Fergie's Glamorous Is Flossy Flossy

The first time I heard Fergie's Glamorous I was wearing a tuxedo with the bowtie in my pocket and ordering a Red Bull and vodka at the gentleman's club across from The Ed Sullivan Theater on Broadway that goes by the clever name of Flashdancers.

At the time, I didn't know it was Fergie. I wouldn't have expected it to be her. When I was last in L.A., the valley girls were using the term "Fergie Bad" to describe gross faux paus in vernacular and/or attire. And then my friend Ralph saw her on Lexington and 53rd and said she was short and had bad acne.

The short thing doesn't bother me and the acne usually befalls pretty girls after a night of clubbing, dancing ... which brings me back to the strip club and the stunning silhouette of a girl shaking her hips to the Glamorous, the flossy, flossy and my friend buying me a lap dance so I am ensconced in wickedly divisive perfume.

It was during American Idol, the one where Fergie appeared on the undercard with Prince. She was great, whatever she sang, but before she took the stage the girls in the room where I was watching the show were speculating that she might sing Glamorous and I asked them to sing the chorus and one of them did and I recognized the song and my nose filled with perfume.

I heard it on a narrow road in the misty Ring of Kerry and I heard it on Chambers Street when cutting crosstown from the Brooklyn Bridge to West Street. The same stretch where I heard My Humps the first time. Fergie made that track, but I still think of it as a Black Eyed Peas thing and there ain't nothing better than sipping a fantastic Bloody Mary on a golf course in Santa Barbara while the guy about to tee-off starts humming that song to relax and pepper ends up in your nose from a spontaneous guffaw.

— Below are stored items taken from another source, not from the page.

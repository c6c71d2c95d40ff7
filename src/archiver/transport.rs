use async_trait::async_trait;

use super::error::Result;
use super::types::{ArchiverEndpoint, PvCoverage, PvDataResponse, SampleRequest};

/// The two request kinds issued against an archiver. Implementations own
/// the protocol; `HttpTransport` speaks the Archiver Appliance JSON API and
/// tests inject scripted fakes.
#[async_trait]
pub trait ArchiverTransport: Send + Sync {
    /// Discovery: every PV name the archiver holds.
    async fn list_pvs(&self, archiver: &ArchiverEndpoint) -> Result<Vec<PvCoverage>>;

    /// Raw samples for one PV in `[request.start, request.end]`.
    async fn fetch_samples(
        &self,
        archiver: &ArchiverEndpoint,
        request: &SampleRequest,
    ) -> Result<PvDataResponse>;
}
// error.rs

use serde::{Deserialize, Serialize};
use std::time::Duration;
use thiserror::Error;
use uuid::Uuid;

use super::types::ArchiverId;

/// Failure of one archiver source within a query, after retries.
#[derive(Debug, Clone, PartialEq, Eq, Serialize, Deserialize)]
pub struct SourceFailure {
    pub archiver: ArchiverId,
    pub attempts: u32,
    pub retryable: bool,
    pub message: String,
}

#[derive(Error, Debug)]
pub enum ArchiverError {
    #[error("PV {pv} not found in archive")]
    NotFound { pv: String },

    #[error("Transient failure on {archiver}: {message}")]
    Transient {
        archiver: ArchiverId,
        message: String,
        retry_after: Option<Duration>,
    },

    #[error("Malformed response from {archiver}: {message}")]
    Malformed { archiver: ArchiverId, message: String },

    #[error("Archiver {archiver} does not hold PV {pv}")]
    PvAbsent { archiver: ArchiverId, pv: String },

    #[error("Server error from {archiver} (status: {status})")]
    ServerError {
        archiver: ArchiverId,
        status: u16,
        body: Option<String>,
    },

    #[error("All {} archivers failed for {pv}", failures.len())]
    TotalFailure {
        pv: String,
        failures: Vec<SourceFailure>,
    },

    #[error("Query {0} was cancelled")]
    Cancelled(Uuid),

    #[error("Invalid request: {message}")]
    InvalidRequest {
        message: String,
        context: String,
        validation_errors: Vec<String>,
    },

    #[error("Archive access has been shut down")]
    ShutDown,

    #[error("Index refresh did not complete: {0}")]
    RefreshFailed(String),

    #[error("Configuration error: {0}")]
    Config(String),

    #[error(transparent)]
    IoError(#[from] std::io::Error),

    #[error(transparent)]
    ReqwestError(#[from] reqwest::Error),

    #[error(transparent)]
    JsonError(#[from] serde_json::Error),

    #[error(transparent)]
    CsvError(#[from] csv::Error),

    #[error(transparent)]
    FmtError(#[from] std::fmt::Error),
}

impl ArchiverError {
    /// Returns true if the error is likely transient and the request can be retried
    pub fn is_retryable(&self) -> bool {
        match self {
            Self::Transient { .. } => true,
            Self::ServerError { status, .. } => matches!(status, 429 | 502 | 503 | 504),
            Self::ReqwestError(e) => e.is_timeout() || e.is_connect(),
            _ => false,
        }
    }

    /// Returns a suggested retry delay if the server supplied one
    pub fn retry_after(&self) -> Option<Duration> {
        match self {
            Self::Transient { retry_after, .. } => *retry_after,
            _ => None,
        }
    }

    /// Returns true if the error aborts the caller's request rather than
    /// being absorbed into diagnostics.
    pub fn is_fatal_to_caller(&self) -> bool {
        matches!(
            self,
            Self::NotFound { .. }
                | Self::TotalFailure { .. }
                | Self::Cancelled(_)
                | Self::InvalidRequest { .. }
                | Self::ShutDown
        )
    }

    pub fn transient<T: Into<String>>(archiver: &ArchiverId, message: T) -> Self {
        Self::Transient {
            archiver: archiver.clone(),
            message: message.into(),
            retry_after: None,
        }
    }

    pub fn malformed<T: Into<String>>(archiver: &ArchiverId, message: T) -> Self {
        Self::Malformed {
            archiver: archiver.clone(),
            message: message.into(),
        }
    }

    pub fn invalid_request<T: Into<String>>(message: T, context: T, errors: Vec<String>) -> Self {
        Self::InvalidRequest {
            message: message.into(),
            context: context.into(),
            validation_errors: errors,
        }
    }

    /// Collapses the error into a per-source failure record.
    pub fn into_source_failure(self, archiver: &ArchiverId, attempts: u32) -> SourceFailure {
        SourceFailure {
            archiver: archiver.clone(),
            attempts,
            retryable: self.is_retryable(),
            message: self.to_string(),
        }
    }
}

/// Result type alias for ArchiverError
pub type Result<T> = std::result::Result<T, ArchiverError>;

#[cfg(test)]
mod tests {
    use super::*;

    fn id() -> ArchiverId {
        ArchiverId::from("arch-a")
    }

    #[test]
    fn test_transient_is_retryable() {
        let err = ArchiverError::transient(&id(), "connection reset");
        assert!(err.is_retryable());
        assert!(!err.is_fatal_to_caller());
    }

    #[test]
    fn test_malformed_is_permanent() {
        let err = ArchiverError::malformed(&id(), "unexpected token");
        assert!(!err.is_retryable());
    }

    #[test]
    fn test_server_error_classification() {
        let unavailable = ArchiverError::ServerError {
            archiver: id(),
            status: 503,
            body: None,
        };
        let bad_request = ArchiverError::ServerError {
            archiver: id(),
            status: 400,
            body: None,
        };
        assert!(unavailable.is_retryable());
        assert!(!bad_request.is_retryable());
    }

    #[test]
    fn test_total_failure_message_counts_sources() {
        let failures = vec![
            ArchiverError::transient(&id(), "timeout").into_source_failure(&id(), 2),
            ArchiverError::malformed(&ArchiverId::from("arch-b"), "bad json")
                .into_source_failure(&ArchiverId::from("arch-b"), 1),
        ];
        let err = ArchiverError::TotalFailure {
            pv: "TEST:PV1".to_string(),
            failures,
        };
        assert_eq!(err.to_string(), "All 2 archivers failed for TEST:PV1");
        assert!(err.is_fatal_to_caller());
    }

    #[test]
    fn test_source_failure_keeps_retry_classification() {
        let failure = ArchiverError::transient(&id(), "timeout").into_source_failure(&id(), 2);
        assert!(failure.retryable);
        assert_eq!(failure.attempts, 2);
        assert!(failure.message.contains("timeout"));
    }
}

I watch the video via the Web 2.0 and listen to it on my gaming speakers and not only enjoy it, I get it. "If you ain't got no money take your broke ass home" ain't a mantra for a gold digger, it's her dad's message that she'll always have a roof over her head, so she can go for it.

I wonder if the stripper on the pole at Flashdancers got that message or if after the four millionth time she released the hook on her bra while that song was on it has become white noise. Perhaps she too knows the evil nature of money is you can always add ... That's why I hate math, books have a conclusion. Blessedly, so does subtraction.

Thank you, Fergie! Thank you for making me look up the word flossy. Oh yeah, nice lady lumps, too.